Australia's Zinifex and Belgian metals firm Umicore will combine their zinc smelting and alloying businesses to create the world's largest zinc metal producer, which they will then spin off.

The move drove Zinifex shares 7% higher as it was seen giving Zinifex more exposure to fast rising world zinc prices. "The zinc market is very hot right now and it's a good time to sell zinc
smelters," Daiwa senior analyst Mark Pervan said.

The pair will sell shares in the newly formed group on the Euronext exchange some time after it is assembled in the third quarter of 2007, Zinifex said Tuesday.

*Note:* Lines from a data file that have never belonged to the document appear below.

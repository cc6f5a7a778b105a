use alloc::vec::Vec;

/// Lazily extended cache of cumulative item offsets.
///
/// `sums[i]` is the extent of items `[0, i)`, so `sums[0] == 0` always. The
/// prefix is filled monotonically left to right and thrown away wholesale
/// whenever any recorded size changes: a revision also moves the running
/// average, which shifts the estimated term of every unmeasured item, so no
/// cached suffix survives a change.
///
/// Separately tracks `exact`: the length of the leading run of items whose
/// extents are all measured. `exact` is about measurements, not about the
/// cache, and survives invalidation.
#[derive(Clone, Debug)]
pub(crate) struct OffsetCache {
    sums: Vec<u64>,
    exact: usize,
}

impl OffsetCache {
    pub(crate) fn new() -> Self {
        Self {
            sums: alloc::vec![0],
            exact: 0,
        }
    }

    /// Cumulative extent of items `[0, index)`. `term(i)` yields the measured
    /// extent of item `i`, if any; unmeasured items contribute `estimate`.
    pub(crate) fn offset_of(
        &mut self,
        index: usize,
        estimate: u32,
        term: impl Fn(usize) -> Option<u32>,
    ) -> u64 {
        if let Some(&hit) = self.sums.get(index) {
            return hit;
        }

        let mut offset = self.sums.last().copied().unwrap_or(0);
        for i in self.sums.len() - 1..index {
            offset = offset.saturating_add(u64::from(term(i).unwrap_or(estimate)));
            self.sums.push(offset);
        }
        offset
    }

    /// Drops every cached sum (the `sums[0] == 0` anchor stays).
    pub(crate) fn invalidate(&mut self) {
        self.sums.truncate(1);
    }

    /// Epoch boundary: drops the cache and the measured-prefix marker.
    pub(crate) fn clear(&mut self) {
        self.sums.truncate(1);
        self.exact = 0;
    }

    /// Extends the measured-only prefix as far as `measured` allows.
    pub(crate) fn advance_exact(&mut self, total: usize, measured: impl Fn(usize) -> bool) {
        while self.exact < total && measured(self.exact) {
            self.exact += 1;
        }
    }

    /// Highest index whose offset is composed entirely of measured terms.
    pub(crate) fn exact(&self) -> usize {
        self.exact
    }
}
// Example: "scroll to index" with a fixed header in front of the list.
use windower::{Windower, WindowerOptions};

fn main() {
    let ids: Vec<u64> = (0..50_000).collect();
    let mut w = Windower::new(
        WindowerOptions::new(25, 32, ids)
            .with_buffer_len(8)
            .with_leading_offset(120),
    )
    .expect("valid options");

    let target = 31_337;
    let offset = w.get_offset_for_index(target);
    println!("item {target} sits at scroll offset {offset}");

    w.handle_scroll(offset);
    let r = w.get_range();
    assert!(r.contains(target));
    println!("window now {}..={}", r.start, r.end);
}
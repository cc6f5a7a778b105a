// Example: minimal usage, scrolling a 1M-item list with estimated sizes.
use windower::{Windower, WindowerOptions};

fn main() {
    let ids: Vec<u64> = (0..1_000_000).collect();
    let options = WindowerOptions::new(30, 24, ids)
        .with_buffer_len(10)
        .with_on_change(Some(|range: windower::Range| {
            println!("window moved: {range:?}");
        }));
    let mut w = Windower::new(options).expect("valid options");

    println!("initial: {:?}", w.get_range());

    // Simulate a scroll session.
    for offset in [0u64, 500, 5_000, 240_000, 12_000_000] {
        w.handle_scroll(offset);
    }
    println!("total extent: {}", w.total_extent());
}
use alloc::sync::Arc;
use alloc::vec::Vec;

/// How an item's unique identity is obtained.
///
/// The engine itself only consumes a pre-built identity sequence
/// ([`crate::WindowerOptions::item_ids`]); adapters use an extractor to
/// derive that sequence from their item data. Two concrete variants cover
/// the usual cases: [`FieldSelector`] for "key by this field" and [`KeyFn`]
/// for arbitrary logic.
pub trait IdentityExtractor<T> {
    type Id;

    fn identity_of(&self, item: &T) -> Self::Id;
}

/// Fixed field selector: identity is one of the item's own fields, named by
/// a plain accessor.
///
/// ```
/// use windower::{FieldSelector, IdentityExtractor};
///
/// struct Row { id: u64 }
/// let by_id = FieldSelector::new(|row: &Row| row.id);
/// assert_eq!(by_id.identity_of(&Row { id: 7 }), 7);
/// ```
pub struct FieldSelector<T, K>(fn(&T) -> K);

impl<T, K> FieldSelector<T, K> {
    pub fn new(accessor: fn(&T) -> K) -> Self {
        Self(accessor)
    }
}

impl<T, K> IdentityExtractor<T> for FieldSelector<T, K> {
    type Id = K;

    fn identity_of(&self, item: &T) -> K {
        (self.0)(item)
    }
}

impl<T, K> Clone for FieldSelector<T, K> {
    fn clone(&self) -> Self {
        *self
    }
}

impl<T, K> Copy for FieldSelector<T, K> {}

impl<T, K> core::fmt::Debug for FieldSelector<T, K> {
    fn fmt(&self, f: &mut core::fmt::Formatter<'_>) -> core::fmt::Result {
        f.write_str("FieldSelector(..)")
    }
}

/// Custom identity function, for identities that need computation (composite
/// keys, normalization, lookups into side tables).
pub struct KeyFn<T, K>(Arc<dyn Fn(&T) -> K + Send + Sync>);

impl<T, K> KeyFn<T, K> {
    pub fn new(f: impl Fn(&T) -> K + Send + Sync + 'static) -> Self {
        Self(Arc::new(f))
    }
}

impl<T, K> IdentityExtractor<T> for KeyFn<T, K> {
    type Id = K;

    fn identity_of(&self, item: &T) -> K {
        (self.0)(item)
    }
}

impl<T, K> Clone for KeyFn<T, K> {
    fn clone(&self) -> Self {
        Self(Arc::clone(&self.0))
    }
}

impl<T, K> core::fmt::Debug for KeyFn<T, K> {
    fn fmt(&self, f: &mut core::fmt::Formatter<'_>) -> core::fmt::Result {
        f.write_str("KeyFn(..)")
    }
}

/// Collects the ordered identity sequence for `items`, ready to hand to
/// [`crate::WindowerOptions::new`].
pub fn collect_ids<T, E: IdentityExtractor<T>>(items: &[T], extractor: &E) -> Vec<E::Id> {
    items.iter().map(|item| extractor.identity_of(item)).collect()
}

The merger comes amid strong demand for zinc due to a global supply shortfall. Prices for zinc, used as a rust retardant in galvanized steel making, have more than doubled to around $4,300 a ton in London Metal Exchange trading since January.

LME warehouse inventories of zinc have dwindled to only about 87,000 tons, well down on the the 52-week high of nearly 425,000 tons. "By combining our metals businesses we will be able to create an enterprise that would be a global market leader with greater potential than if they remain separately within our respective businesses," said Greg Gailey, chief executive of Zinifex, in a statement.

The combined assets produce 1.2 million tons of zinc and zinc alloys a year, against a world market of around 11 million tons, and will employ 4,500 people. Canada's Teck Cominco and South Korea's KoreaZinc Co. will be its closest rivals.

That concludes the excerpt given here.